The secret to longevity might lie in your morning order: people who drink coffee daily are less likely to die prematurely, according to a pair of new studies.
In one study, published in the Annals of Internal Medicine, researchers analysed survey data from over 520,000 people across 10 European countries on how often—and how much—coffee they drank, and performed lab work to test them for things like liver and metabolic function, along with heart disease risk.
They discovered that women who drank the most coffee—an average of 855ml (about three and a half large cups) a day—were 7 per cent less likely to die of any cause during the 16-year follow-up than those who didn’t drink any coffee at all.

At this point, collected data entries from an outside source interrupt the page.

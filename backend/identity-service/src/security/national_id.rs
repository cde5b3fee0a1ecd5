/// National ID (CPF) checksum validation and normalization
///
/// A CPF is 11 digits: a 9-digit base followed by two check digits. Each
/// check digit is a weighted sum mod 11 (weights 10..2 for the first,
/// 11..2 for the second); a remainder below 2 yields 0, anything else
/// yields `11 - remainder`.
use crate::error::{IdentityError, Result};
use serde::{Deserialize, Serialize};

const LEN: usize = 11;

/// A checksum-valid national ID in canonical 11-digit form
#[derive(Debug, Clone, PartialEq, Eq, Hash, Serialize, Deserialize)]
#[serde(try_from = "String", into = "String")]
pub struct NationalId(String);

impl NationalId {
    /// Normalize and validate in one step
    pub fn parse(raw: &str) -> Result<Self> {
        if validate_national_id(raw) {
            Ok(Self(normalize_national_id(raw)))
        } else {
            Err(IdentityError::Validation("invalid national ID".to_string()))
        }
    }

    pub fn as_str(&self) -> &str {
        &self.0
    }

    /// `000.000.000-00`
    pub fn formatted(&self) -> String {
        format_national_id(&self.0)
    }

    /// Trailing digits only, for logs
    pub fn masked(&self) -> String {
        format!("*******{}", &self.0[LEN - 4..])
    }
}

impl TryFrom<String> for NationalId {
    type Error = IdentityError;

    fn try_from(value: String) -> Result<Self> {
        Self::parse(&value)
    }
}

impl From<NationalId> for String {
    fn from(id: NationalId) -> Self {
        id.0
    }
}

impl std::fmt::Display for NationalId {
    fn fmt(&self, f: &mut std::fmt::Formatter<'_>) -> std::fmt::Result {
        f.write_str(&self.0)
    }
}

/// Strip every non-digit character
pub fn normalize_national_id(raw: &str) -> String {
    raw.chars().filter(|c| c.is_ascii_digit()).collect()
}

/// Display format; input that does not normalize to 11 digits is returned stripped
pub fn format_national_id(raw: &str) -> String {
    let id = normalize_national_id(raw);
    if id.len() != LEN {
        return id;
    }
    format!("{}.{}.{}-{}", &id[..3], &id[3..6], &id[6..9], &id[9..])
}

/// Checksum validation. Pure and deterministic.
pub fn validate_national_id(raw: &str) -> bool {
    let id = normalize_national_id(raw);
    if id.len() != LEN {
        return false;
    }

    let digits: Vec<u32> = id.chars().filter_map(|c| c.to_digit(10)).collect();

    // Repeated-digit sequences satisfy the checksum but are never issued
    if digits.iter().all(|&d| d == digits[0]) {
        return false;
    }

    check_digit(&digits[..9]) == digits[9] && check_digit(&digits[..10]) == digits[10]
}

/// Weights run from `len + 1` down to 2
fn check_digit(digits: &[u32]) -> u32 {
    let top = digits.len() as u32 + 1;
    let sum: u32 = digits
        .iter()
        .enumerate()
        .map(|(i, d)| d * (top - i as u32))
        .sum();

    match sum % 11 {
        r if r < 2 => 0,
        r => 11 - r,
    }
}
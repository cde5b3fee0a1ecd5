/// Identity Service Library
///
/// Credential verification, dual-token sessions and rank-gated account
/// approval for APS Digital.
///
/// ## Modules
///
/// - `config`: Service configuration
/// - `db`: Store contracts with PostgreSQL and in-memory implementations
/// - `error`: Error types
/// - `models`: Data models
/// - `security`: National ID checks, password hashing, rank tiers, tokens
/// - `services`: Account lifecycle, authentication facade, housekeeping
/// - `validators`: Input validation
pub mod config;
pub mod db;
pub mod error;
pub mod models;
pub mod security;
pub mod services;
pub mod validators;

// Re-export commonly used types
pub use error::{IdentityError, Result};
pub use security::{Actor, Tier, TokenIssuer};
pub use services::{AccountLifecycle, AuthService};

In men and women, the reduction in premature death seemed to be primarily driven by a sharp decline in the number of digestive-disease deaths, which includes liver-related causes. Women who drank the most coffee were 40 per cent less likely to die of digestive disease over the follow-up than those who didn’t imbibe.
In the second study from the University of Southern California, researchers found that people who consumed one 350ml cup each day slashed their risk of dying early by 12 per cent over 16 years, while three cups reduced the risk by 18 per cent.
Prof Sir David Spiegelhalter from the University of Cambridge calculated that this meant a cup of coffee a day extended the average life of a man by three months and a female by one month.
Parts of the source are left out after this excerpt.